When you see these traits in error messages, now you will have a better idea of how to fix your code.
Note, the combination of `Pin` and `Unpin` makes it possible to safely implement a whole class of complex types in Rust that would otherwise prove challenging because they are self-referential.
Types that require `Pin` show up most commonly in async Rust today.
Every once in a while, you may see them in other contexts too.
The specifics of how `Pin` and `Unpin` work, and the rules they are required to uphold are covered extensively in the `API` documentation for `std::pin`, so you can check there for more info.
In fact there is a whole BOOK on async Rust programming, that you can find [here](https://rust-lang.github.io/async-book/)
## The `Stream` Trait
As we leaned earlier, streams are similar to asynchronous iterators.
Unlike `Iterator` and `Future`, `Stream` has no definition in the std library (as of writing this), but there *is* a very common definition form the `fuitures` crate used throughout the ecosystem.
Here is a review of the `Iterator` and `Future` traits before going into how a `Stream` trait might merge them together.

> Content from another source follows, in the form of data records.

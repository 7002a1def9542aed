//! API error types

use axum::http::StatusCode;
use axum::response::{IntoResponse, Response};
use serde_json::json;
use thiserror::Error;
use tracing::error;

use teller_auth::AuthError;
use teller_db::DbError;

#[derive(Error, Debug)]
pub enum ApiError {
    #[error("Bad request: {0}")]
    BadRequest(String),

    #[error("Unauthorized")]
    Unauthorized(&'static str),

    #[error("Not found: {0}")]
    NotFound(String),

    #[error("Internal error: {0}")]
    Internal(String),

    #[error("Database error: {0}")]
    Database(#[from] DbError),

    #[error("Auth error: {0}")]
    Auth(#[from] AuthError),
}

impl IntoResponse for ApiError {
    fn into_response(self) -> Response {
        let (status, message) = match &self {
            ApiError::BadRequest(msg) => (StatusCode::BAD_REQUEST, msg.clone()),
            ApiError::Unauthorized(msg) => (StatusCode::UNAUTHORIZED, msg.to_string()),
            ApiError::NotFound(msg) => (StatusCode::NOT_FOUND, msg.clone()),
            ApiError::Internal(detail) => {
                error!("Internal error: {}", detail);
                (
                    StatusCode::INTERNAL_SERVER_ERROR,
                    "Internal server error".to_string(),
                )
            }
            ApiError::Database(e) => match e {
                DbError::Duplicate(_) => (
                    StatusCode::CONFLICT,
                    "User with same uid/username exists".to_string(),
                ),
                _ => {
                    error!("Database error: {}", e);
                    (
                        StatusCode::INTERNAL_SERVER_ERROR,
                        "Internal server error".to_string(),
                    )
                }
            },
            ApiError::Auth(e) => match e {
                // Credential-carrier absence and invalidity are both 401,
                // with distinct messages for the two cases
                AuthError::MissingToken => {
                    (StatusCode::UNAUTHORIZED, "Missing auth token".to_string())
                }
                AuthError::PasswordHash(detail) => {
                    error!("Password hashing error: {}", detail);
                    (
                        StatusCode::INTERNAL_SERVER_ERROR,
                        "Internal server error".to_string(),
                    )
                }
                _ => (
                    StatusCode::UNAUTHORIZED,
                    "Invalid or expired token".to_string(),
                ),
            },
        };

        let body = axum::Json(json!({
            "message": message
        }));

        (status, body).into_response()
    }
}
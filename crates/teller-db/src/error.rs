//! Database error types

use thiserror::Error;

use crate::models::ParseError;

#[derive(Error, Debug)]
pub enum DbError {
    #[error("Database connection error: {0}")]
    Connection(#[from] sqlx::Error),

    #[error("Duplicate entry: {0}")]
    Duplicate(String),

    #[error("Invalid stored record: {0}")]
    Parse(#[from] ParseError),

    #[error("Migration error: {0}")]
    Migration(String),
}
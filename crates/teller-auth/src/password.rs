//! Password hashing and verification

use argon2::Argon2;
use argon2::password_hash::rand_core::OsRng;
use argon2::password_hash::{PasswordHash, PasswordHasher, PasswordVerifier, SaltString};

use crate::error::AuthError;

/// Hash a plaintext password
///
/// Argon2id with the crate's fixed default cost parameters and a fresh
/// random salt per call: same input, different digest every time.
pub fn hash_password(password: &str) -> Result<String, AuthError> {
    let salt = SaltString::generate(&mut OsRng);
    let hash = Argon2::default()
        .hash_password(password.as_bytes(), &salt)
        .map_err(|e| AuthError::PasswordHash(e.to_string()))?;
    Ok(hash.to_string())
}

/// Verify a plaintext password against a stored digest
///
/// A mismatch is `Ok(false)`, never an error; only a digest that cannot
/// be parsed at all is reported as a failure.
pub fn verify_password(password: &str, hash: &str) -> Result<bool, AuthError> {
    let parsed = PasswordHash::new(hash).map_err(|e| AuthError::PasswordHash(e.to_string()))?;
    Ok(Argon2::default()
        .verify_password(password.as_bytes(), &parsed)
        .is_ok())
}

#[cfg(test)]
mod tests {
    use super::*;

    #[test]
    fn test_hash_verify_round_trip() {
        let digest = hash_password("pw1234").unwrap();
        assert!(verify_password("pw1234", &digest).unwrap());
        assert!(!verify_password("pw12345", &digest).unwrap());
    }

    #[test]
    fn test_hashes_are_salted() {
        let a = hash_password("pw1234").unwrap();
        let b = hash_password("pw1234").unwrap();
        assert_ne!(a, b);
        assert!(verify_password("pw1234", &a).unwrap());
        assert!(verify_password("pw1234", &b).unwrap());
    }

    #[test]
    fn test_malformed_digest_is_an_error() {
        assert!(verify_password("pw1234", "not-a-digest").is_err());
    }
}
//! Shared utility functions

use chrono::{DateTime, Utc};

/// Parse a datetime string (RFC3339 format) or return current time
///
/// This helper is used throughout the database layer to handle datetime
/// parsing with a fallback to the current time if parsing fails.
pub fn parse_datetime_or_now(s: &str) -> DateTime<Utc> {
    chrono::DateTime::parse_from_rfc3339(s)
        .map(|dt| dt.with_timezone(&Utc))
        .unwrap_or_else(|_| Utc::now())
}

#[cfg(test)]
mod tests {
    use super::*;

    #[test]
    fn test_parse_datetime_or_now() {
        let valid_time = "2024-01-01T12:00:00Z";
        let parsed = parse_datetime_or_now(valid_time);
        assert_eq!(parsed.to_rfc3339(), "2024-01-01T12:00:00+00:00");

        // Invalid time should return current time (just check it doesn't panic)
        let invalid_time = "invalid";
        let now_before = Utc::now();
        let parsed = parse_datetime_or_now(invalid_time);
        let now_after = Utc::now();
        assert!(parsed >= now_before && parsed <= now_after);
    }
}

From `Iterator`, we have the idea of a sequence: its `next` method provides an `Option<Self::Item>`
From `Future`, we have the idea of readiness over time: the `poll` method provides a `Poll<Self::Output>`
This allows us to represent a sequence of items that become ready over time, we define a `Stream` trait that puts those features together.
```rust
use std::pin::Pin;
use std::task::{Context, Poll};
trait Stream {
type Item;
fn poll_next(
self: Pin<&mut Self>,
cx: &mut Context<'_>
) -> Poll<Option<Self::Item>>;
}
```
Here the `Stream` trait defines an associated type called `Item` for the type of the items produced by stream.
This is similar to `Iterator`, where there may be zero to many items, and unlike `Future`, where there is always a single `Output`, even if it is the unit type `()`.
`Stream` also defines a method to get those items.
We call it `poll_next`, to make it clear that it polls in the same way `Future::poll` does and produces a sequence of items in the same way `Iterator::next` does.
Its return type combines `Poll` with `Option`.
The outer type is `Poll`, because it has to be checked for readiness, just as a future does.
The inner type is `Option`, because it needs to signal whether there are more messages, just as an iterator does.
Somethin like this will likely end up as part of Rust's standard library.
In the meantime, it is part of the toolkit of most runtimes, so you can rely on it, and everything that will be covered should apply generally.
In the example we saw previously in the section on streaming, we didn't use `Poll_next` or `Stream`, but instead used `next` and `StreamExt`.
We *could* work with futures directly via their `poll` method.
Using `await` is much nicer, and the `StreamExt` trait supplies the `next` method so we can do just this:
```rust
trait StreamExt: Stream {
async fn next(&mut self) -> Option<Self::Item>
where
Self: Unpin;
// other methods...
}
```
Note: The definition that we used earlier in the ch looks slightly different that this.
This is because it supports versions of Rust that did not yet support using async functions in traits.
As a result it looks like this:
```rust
fn next(&mut self) -> Next<'_, Self> where Self: Unpin;
```
This `Next` type is a `struct` that implements `Future` and allows us to name the lifetime of the reference to `self` with `Next<'_, Self>`, so that `await` can work with this method.
The `StreamExt` trait also has some interesting method available to use with steams.
`StreamExt` is automatically implemented for every type that implements `Stream`.
These traits are defined separately to enable the community to iterate on convenience APIs without affecting the foundational trait.
In the version of `StreamExt` used in the `trpl` crate, the trait not only defines the `next` method but also supplies a default implementation of `next` that correctly handles the details of calling `Stream::poll_next`.
Meaning that even when you need to write your own streaming data type, you *only* have to implement `Stream` and then anyone who uses your data type can use `StreamExt` and its methods with it automatically.